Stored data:
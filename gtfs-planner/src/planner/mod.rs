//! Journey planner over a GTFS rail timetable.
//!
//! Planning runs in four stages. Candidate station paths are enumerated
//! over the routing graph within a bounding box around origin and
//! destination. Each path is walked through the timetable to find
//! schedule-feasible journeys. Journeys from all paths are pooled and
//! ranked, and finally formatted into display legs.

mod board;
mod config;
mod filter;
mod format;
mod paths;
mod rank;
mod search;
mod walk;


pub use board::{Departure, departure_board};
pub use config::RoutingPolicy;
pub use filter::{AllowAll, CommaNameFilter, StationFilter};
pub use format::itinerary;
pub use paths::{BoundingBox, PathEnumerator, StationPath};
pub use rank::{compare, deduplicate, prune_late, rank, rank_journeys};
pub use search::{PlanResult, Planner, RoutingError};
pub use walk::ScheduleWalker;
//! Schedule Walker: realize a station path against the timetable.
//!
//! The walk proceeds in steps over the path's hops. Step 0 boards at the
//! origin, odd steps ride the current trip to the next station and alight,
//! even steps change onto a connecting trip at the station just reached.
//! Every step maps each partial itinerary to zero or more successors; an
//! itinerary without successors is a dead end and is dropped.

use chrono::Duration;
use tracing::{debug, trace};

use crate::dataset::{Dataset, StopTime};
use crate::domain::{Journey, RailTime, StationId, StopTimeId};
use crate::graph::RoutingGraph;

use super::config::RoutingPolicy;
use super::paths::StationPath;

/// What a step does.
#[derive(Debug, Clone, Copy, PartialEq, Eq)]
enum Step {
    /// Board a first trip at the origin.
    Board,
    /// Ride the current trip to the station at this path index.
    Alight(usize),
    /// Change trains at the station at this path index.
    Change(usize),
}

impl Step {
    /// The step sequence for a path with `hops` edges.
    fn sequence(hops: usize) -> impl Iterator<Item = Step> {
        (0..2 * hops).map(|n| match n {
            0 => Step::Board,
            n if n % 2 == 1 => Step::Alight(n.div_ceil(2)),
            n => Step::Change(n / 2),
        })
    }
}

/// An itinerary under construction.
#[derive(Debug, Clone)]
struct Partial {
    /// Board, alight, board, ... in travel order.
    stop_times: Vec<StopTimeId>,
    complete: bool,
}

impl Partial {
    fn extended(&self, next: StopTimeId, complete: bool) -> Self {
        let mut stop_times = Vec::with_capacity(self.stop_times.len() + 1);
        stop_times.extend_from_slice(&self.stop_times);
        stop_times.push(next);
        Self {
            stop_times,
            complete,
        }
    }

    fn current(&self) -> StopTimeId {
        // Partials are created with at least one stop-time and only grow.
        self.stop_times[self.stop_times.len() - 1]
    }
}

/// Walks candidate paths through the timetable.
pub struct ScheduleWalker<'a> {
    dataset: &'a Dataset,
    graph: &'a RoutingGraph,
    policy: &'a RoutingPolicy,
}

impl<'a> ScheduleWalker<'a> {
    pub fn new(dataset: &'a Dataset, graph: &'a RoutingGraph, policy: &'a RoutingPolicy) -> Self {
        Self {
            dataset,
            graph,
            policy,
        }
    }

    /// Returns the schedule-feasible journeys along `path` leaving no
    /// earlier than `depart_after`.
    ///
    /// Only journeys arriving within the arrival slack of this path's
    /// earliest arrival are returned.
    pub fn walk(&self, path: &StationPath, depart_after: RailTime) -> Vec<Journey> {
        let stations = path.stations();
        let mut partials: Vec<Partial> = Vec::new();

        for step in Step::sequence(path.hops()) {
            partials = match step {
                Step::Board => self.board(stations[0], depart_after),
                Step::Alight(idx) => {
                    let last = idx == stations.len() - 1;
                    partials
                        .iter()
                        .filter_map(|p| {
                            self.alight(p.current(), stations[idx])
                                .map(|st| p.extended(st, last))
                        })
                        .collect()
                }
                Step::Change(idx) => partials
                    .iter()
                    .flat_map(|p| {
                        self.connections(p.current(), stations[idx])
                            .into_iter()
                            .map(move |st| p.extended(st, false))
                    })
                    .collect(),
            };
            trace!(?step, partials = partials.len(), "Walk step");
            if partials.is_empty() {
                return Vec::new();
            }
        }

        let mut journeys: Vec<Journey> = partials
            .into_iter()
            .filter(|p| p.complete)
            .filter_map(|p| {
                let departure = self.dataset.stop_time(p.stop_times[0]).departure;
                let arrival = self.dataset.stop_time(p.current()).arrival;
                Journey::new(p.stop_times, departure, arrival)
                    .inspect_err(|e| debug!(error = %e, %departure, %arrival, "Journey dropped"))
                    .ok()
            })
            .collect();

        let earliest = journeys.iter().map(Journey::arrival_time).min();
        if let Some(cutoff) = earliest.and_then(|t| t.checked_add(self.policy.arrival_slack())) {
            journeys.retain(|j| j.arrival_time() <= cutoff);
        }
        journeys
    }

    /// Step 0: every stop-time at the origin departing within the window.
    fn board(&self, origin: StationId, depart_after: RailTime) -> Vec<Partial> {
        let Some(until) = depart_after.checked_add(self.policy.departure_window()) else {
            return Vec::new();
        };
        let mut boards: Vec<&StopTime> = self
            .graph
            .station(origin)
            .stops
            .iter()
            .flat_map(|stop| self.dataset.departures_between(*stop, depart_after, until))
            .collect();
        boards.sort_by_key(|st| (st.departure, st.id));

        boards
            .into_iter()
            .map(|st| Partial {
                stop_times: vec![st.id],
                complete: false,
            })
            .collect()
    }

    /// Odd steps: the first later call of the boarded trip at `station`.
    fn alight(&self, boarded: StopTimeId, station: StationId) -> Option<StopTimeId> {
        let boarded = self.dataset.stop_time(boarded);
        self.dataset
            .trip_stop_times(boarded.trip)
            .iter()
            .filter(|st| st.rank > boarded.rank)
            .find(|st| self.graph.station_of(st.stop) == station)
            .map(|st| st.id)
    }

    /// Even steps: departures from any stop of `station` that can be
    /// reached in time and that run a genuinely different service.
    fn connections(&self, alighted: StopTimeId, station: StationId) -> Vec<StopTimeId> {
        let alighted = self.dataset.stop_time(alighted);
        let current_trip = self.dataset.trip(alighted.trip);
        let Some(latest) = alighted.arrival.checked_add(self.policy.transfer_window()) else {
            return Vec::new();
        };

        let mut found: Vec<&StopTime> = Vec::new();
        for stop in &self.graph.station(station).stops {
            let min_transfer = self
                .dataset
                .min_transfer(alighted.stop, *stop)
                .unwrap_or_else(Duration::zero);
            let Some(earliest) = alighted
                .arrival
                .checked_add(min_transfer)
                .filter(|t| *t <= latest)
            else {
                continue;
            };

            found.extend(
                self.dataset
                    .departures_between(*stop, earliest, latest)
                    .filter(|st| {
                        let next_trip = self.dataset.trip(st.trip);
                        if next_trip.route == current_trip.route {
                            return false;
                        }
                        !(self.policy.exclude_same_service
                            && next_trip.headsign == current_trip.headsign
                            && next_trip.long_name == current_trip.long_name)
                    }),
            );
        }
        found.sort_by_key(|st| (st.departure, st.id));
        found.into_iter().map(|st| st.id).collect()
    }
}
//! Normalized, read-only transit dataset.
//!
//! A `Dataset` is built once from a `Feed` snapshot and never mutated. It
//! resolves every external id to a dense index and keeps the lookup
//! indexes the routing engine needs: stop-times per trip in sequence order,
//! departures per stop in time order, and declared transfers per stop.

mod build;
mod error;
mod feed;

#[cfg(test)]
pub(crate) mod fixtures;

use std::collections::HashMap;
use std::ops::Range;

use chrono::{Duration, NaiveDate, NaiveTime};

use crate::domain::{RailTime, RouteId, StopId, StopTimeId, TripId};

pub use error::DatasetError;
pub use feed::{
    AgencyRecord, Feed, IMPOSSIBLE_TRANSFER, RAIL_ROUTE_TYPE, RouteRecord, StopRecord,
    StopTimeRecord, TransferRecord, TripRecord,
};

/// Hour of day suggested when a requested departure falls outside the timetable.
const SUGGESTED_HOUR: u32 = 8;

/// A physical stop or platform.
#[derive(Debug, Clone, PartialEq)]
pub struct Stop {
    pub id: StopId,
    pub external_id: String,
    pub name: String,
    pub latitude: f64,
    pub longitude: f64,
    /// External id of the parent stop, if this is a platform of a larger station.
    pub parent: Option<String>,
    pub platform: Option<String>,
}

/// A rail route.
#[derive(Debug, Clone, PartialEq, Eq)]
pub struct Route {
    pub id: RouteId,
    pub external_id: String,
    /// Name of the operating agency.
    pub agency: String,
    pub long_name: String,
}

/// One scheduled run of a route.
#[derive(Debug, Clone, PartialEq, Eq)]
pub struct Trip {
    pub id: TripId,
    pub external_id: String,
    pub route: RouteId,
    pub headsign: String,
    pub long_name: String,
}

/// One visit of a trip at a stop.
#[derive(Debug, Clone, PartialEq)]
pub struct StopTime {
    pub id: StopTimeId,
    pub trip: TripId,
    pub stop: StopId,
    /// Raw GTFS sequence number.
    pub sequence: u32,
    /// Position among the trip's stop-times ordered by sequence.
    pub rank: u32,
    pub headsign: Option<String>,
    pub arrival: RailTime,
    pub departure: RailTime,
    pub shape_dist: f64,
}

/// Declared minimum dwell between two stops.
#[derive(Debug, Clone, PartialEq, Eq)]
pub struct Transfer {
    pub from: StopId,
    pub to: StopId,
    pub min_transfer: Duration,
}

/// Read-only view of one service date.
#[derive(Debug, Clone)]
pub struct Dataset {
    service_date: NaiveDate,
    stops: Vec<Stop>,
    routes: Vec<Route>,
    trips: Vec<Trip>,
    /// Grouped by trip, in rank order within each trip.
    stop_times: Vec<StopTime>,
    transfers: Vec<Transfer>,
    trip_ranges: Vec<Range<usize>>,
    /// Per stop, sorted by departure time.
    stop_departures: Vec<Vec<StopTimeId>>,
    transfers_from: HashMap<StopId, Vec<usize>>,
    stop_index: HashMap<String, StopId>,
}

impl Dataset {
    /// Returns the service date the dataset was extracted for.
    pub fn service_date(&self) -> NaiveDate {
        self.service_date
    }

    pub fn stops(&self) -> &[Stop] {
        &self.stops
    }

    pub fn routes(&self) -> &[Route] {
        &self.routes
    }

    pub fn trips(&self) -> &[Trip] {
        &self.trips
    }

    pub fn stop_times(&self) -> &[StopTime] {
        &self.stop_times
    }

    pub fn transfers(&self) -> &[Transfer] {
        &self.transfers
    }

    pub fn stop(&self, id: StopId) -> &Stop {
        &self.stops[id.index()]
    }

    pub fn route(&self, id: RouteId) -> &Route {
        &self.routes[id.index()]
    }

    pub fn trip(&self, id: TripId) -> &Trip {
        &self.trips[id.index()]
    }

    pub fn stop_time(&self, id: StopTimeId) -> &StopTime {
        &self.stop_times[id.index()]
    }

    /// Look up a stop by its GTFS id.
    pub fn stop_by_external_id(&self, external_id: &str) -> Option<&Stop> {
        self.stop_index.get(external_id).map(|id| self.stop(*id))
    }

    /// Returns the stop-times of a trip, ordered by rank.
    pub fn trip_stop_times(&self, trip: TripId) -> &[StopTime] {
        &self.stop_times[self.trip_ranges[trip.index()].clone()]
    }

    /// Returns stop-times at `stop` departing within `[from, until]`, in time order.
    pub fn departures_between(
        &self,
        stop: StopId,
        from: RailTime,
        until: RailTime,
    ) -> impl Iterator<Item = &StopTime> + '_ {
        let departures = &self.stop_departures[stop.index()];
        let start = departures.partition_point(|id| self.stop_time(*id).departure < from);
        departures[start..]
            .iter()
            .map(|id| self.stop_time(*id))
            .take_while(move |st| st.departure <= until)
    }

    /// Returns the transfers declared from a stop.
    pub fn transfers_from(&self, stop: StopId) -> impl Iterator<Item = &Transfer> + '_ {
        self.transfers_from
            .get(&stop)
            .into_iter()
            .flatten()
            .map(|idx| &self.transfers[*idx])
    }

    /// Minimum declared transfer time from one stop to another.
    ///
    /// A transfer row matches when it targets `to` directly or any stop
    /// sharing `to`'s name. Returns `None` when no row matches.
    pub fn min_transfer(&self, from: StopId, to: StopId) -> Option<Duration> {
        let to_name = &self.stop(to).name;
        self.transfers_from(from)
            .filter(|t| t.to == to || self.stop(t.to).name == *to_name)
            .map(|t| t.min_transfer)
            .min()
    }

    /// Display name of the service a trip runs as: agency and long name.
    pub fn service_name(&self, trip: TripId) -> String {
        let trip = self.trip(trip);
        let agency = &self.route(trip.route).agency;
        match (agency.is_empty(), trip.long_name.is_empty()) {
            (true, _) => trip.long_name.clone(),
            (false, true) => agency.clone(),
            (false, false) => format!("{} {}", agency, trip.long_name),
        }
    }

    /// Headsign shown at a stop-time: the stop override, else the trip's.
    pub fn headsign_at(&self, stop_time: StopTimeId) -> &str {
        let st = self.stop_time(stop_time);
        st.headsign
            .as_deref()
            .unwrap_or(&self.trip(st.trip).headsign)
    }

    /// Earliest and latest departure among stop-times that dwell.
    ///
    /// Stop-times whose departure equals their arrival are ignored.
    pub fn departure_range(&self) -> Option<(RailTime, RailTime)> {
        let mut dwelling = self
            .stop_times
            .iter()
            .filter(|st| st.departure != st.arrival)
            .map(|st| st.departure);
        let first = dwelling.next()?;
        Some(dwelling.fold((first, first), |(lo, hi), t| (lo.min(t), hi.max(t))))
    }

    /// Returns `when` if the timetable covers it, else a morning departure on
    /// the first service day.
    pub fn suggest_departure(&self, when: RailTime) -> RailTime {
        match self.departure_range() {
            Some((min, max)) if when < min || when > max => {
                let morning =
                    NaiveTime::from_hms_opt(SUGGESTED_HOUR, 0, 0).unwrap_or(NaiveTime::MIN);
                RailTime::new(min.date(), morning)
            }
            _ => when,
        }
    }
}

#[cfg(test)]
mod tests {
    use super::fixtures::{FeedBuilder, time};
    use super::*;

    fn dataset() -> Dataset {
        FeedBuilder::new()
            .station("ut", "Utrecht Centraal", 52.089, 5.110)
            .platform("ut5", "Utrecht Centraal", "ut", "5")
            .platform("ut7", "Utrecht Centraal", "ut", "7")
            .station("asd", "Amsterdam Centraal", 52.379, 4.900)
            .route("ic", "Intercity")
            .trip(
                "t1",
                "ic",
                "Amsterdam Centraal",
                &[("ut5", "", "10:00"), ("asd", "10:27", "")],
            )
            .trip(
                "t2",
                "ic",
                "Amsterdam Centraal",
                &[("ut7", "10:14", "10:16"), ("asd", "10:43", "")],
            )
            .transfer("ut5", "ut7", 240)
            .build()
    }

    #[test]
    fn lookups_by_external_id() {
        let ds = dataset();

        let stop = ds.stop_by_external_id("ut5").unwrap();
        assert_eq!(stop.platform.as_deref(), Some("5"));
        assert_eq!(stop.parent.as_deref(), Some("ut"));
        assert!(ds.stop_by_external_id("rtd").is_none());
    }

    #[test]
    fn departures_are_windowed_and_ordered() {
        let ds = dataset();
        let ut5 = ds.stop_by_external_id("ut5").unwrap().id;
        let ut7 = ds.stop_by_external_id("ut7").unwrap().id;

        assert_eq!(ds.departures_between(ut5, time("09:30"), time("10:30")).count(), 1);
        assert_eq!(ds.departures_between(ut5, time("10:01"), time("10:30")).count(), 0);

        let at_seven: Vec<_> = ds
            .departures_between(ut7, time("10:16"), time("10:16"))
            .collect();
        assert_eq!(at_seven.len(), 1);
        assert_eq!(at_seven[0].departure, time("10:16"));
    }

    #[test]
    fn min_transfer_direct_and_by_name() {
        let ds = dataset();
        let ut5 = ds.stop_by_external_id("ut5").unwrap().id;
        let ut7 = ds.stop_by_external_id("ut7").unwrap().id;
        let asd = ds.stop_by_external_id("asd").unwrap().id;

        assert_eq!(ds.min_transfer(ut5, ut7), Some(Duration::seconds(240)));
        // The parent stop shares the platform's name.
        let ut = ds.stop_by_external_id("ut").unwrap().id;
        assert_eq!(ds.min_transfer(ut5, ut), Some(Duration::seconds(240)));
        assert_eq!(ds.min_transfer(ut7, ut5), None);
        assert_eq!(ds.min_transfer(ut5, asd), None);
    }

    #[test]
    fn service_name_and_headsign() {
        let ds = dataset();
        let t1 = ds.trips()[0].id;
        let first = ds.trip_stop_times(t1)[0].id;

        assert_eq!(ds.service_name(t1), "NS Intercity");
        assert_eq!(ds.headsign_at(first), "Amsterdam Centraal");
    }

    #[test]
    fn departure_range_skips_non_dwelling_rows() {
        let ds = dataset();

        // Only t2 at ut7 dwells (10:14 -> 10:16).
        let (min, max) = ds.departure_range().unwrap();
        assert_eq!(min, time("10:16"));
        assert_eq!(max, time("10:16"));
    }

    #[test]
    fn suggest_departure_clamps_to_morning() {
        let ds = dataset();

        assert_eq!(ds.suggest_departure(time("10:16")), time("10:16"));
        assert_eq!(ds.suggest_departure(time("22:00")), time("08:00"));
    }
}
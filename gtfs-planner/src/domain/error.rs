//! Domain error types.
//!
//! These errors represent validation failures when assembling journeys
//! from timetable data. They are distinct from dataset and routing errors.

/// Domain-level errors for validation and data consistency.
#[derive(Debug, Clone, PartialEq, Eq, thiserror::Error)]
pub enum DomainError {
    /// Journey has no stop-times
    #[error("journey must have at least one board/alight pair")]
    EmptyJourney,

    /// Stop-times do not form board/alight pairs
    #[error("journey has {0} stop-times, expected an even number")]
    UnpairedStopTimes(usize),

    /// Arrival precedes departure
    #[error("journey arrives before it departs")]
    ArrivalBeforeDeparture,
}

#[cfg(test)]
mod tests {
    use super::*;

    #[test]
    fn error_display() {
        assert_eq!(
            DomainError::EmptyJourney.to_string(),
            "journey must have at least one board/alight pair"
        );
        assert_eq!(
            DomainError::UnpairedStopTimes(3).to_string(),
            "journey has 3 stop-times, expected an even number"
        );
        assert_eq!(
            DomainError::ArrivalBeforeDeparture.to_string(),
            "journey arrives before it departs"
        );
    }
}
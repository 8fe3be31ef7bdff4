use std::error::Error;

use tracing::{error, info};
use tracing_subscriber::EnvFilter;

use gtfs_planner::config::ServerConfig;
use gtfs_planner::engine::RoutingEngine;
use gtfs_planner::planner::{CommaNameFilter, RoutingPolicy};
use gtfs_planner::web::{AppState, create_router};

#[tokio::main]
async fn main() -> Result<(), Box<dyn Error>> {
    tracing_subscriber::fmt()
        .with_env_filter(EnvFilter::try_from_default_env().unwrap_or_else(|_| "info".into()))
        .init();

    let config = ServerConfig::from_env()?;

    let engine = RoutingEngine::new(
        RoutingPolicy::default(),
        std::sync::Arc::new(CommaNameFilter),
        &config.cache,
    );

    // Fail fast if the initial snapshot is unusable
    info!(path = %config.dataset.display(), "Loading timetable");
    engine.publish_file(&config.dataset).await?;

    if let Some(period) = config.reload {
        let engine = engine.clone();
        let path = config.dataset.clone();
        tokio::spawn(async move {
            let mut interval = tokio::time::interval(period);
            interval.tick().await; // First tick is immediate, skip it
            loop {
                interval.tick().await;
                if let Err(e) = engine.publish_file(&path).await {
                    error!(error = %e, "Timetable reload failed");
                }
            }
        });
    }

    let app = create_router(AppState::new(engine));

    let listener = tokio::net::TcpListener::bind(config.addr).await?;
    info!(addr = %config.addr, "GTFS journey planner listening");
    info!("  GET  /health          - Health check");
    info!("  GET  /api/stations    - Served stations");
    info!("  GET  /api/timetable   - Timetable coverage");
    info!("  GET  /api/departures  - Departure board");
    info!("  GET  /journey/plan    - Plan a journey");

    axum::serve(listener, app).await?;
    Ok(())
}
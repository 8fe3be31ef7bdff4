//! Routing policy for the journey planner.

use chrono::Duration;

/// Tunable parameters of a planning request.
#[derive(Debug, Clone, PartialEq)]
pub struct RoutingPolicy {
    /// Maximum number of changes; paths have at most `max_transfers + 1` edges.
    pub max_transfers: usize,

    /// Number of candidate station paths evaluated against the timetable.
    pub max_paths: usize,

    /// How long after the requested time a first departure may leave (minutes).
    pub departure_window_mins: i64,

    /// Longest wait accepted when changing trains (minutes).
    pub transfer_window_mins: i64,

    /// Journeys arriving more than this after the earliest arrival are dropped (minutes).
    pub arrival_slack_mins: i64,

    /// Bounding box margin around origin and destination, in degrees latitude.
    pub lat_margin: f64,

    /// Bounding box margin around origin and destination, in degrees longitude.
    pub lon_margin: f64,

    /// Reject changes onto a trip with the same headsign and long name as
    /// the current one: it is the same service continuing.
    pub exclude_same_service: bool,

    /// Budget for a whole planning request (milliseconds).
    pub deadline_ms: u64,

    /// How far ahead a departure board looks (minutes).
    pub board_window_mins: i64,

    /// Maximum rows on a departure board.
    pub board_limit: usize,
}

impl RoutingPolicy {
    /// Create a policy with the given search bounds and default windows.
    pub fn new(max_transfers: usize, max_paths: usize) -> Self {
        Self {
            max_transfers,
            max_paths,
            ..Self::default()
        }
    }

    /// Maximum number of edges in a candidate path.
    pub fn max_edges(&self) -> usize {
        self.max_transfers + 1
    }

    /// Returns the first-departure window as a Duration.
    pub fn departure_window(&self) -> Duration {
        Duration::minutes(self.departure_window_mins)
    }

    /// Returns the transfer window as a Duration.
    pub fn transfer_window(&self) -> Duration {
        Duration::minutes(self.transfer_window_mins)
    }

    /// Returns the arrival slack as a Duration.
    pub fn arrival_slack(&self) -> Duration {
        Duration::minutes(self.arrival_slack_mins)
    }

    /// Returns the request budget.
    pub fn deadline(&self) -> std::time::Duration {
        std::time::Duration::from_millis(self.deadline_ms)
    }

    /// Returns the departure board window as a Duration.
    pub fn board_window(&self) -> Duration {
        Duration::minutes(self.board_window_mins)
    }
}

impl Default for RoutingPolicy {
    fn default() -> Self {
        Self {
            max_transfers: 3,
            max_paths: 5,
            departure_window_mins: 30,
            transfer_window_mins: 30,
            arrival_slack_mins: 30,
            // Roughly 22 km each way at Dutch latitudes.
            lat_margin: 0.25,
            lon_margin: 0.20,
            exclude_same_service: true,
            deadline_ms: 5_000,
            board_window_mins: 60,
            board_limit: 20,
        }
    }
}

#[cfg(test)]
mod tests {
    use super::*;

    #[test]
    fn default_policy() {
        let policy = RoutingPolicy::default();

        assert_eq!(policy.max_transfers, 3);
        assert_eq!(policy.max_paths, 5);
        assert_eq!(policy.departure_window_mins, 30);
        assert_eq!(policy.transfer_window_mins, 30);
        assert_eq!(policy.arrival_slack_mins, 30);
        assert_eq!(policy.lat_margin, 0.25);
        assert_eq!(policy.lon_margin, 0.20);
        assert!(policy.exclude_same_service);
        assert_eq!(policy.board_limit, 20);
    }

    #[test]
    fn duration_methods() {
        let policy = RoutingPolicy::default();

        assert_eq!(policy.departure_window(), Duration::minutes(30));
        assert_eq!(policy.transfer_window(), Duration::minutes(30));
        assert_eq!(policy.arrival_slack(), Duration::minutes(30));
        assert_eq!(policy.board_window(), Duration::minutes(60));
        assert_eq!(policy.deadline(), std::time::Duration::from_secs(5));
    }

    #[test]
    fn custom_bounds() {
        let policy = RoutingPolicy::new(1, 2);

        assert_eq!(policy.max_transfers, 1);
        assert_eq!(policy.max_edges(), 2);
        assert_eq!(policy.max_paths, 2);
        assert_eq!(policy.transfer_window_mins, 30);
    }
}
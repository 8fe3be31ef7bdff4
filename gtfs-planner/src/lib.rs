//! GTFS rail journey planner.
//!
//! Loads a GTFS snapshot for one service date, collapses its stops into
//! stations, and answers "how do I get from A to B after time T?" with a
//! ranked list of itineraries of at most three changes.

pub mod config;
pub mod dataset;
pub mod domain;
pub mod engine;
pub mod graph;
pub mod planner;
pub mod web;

## Work instructions
Work out how many lines in the data above contain the word "most" and respond with that number only.

## Task response
2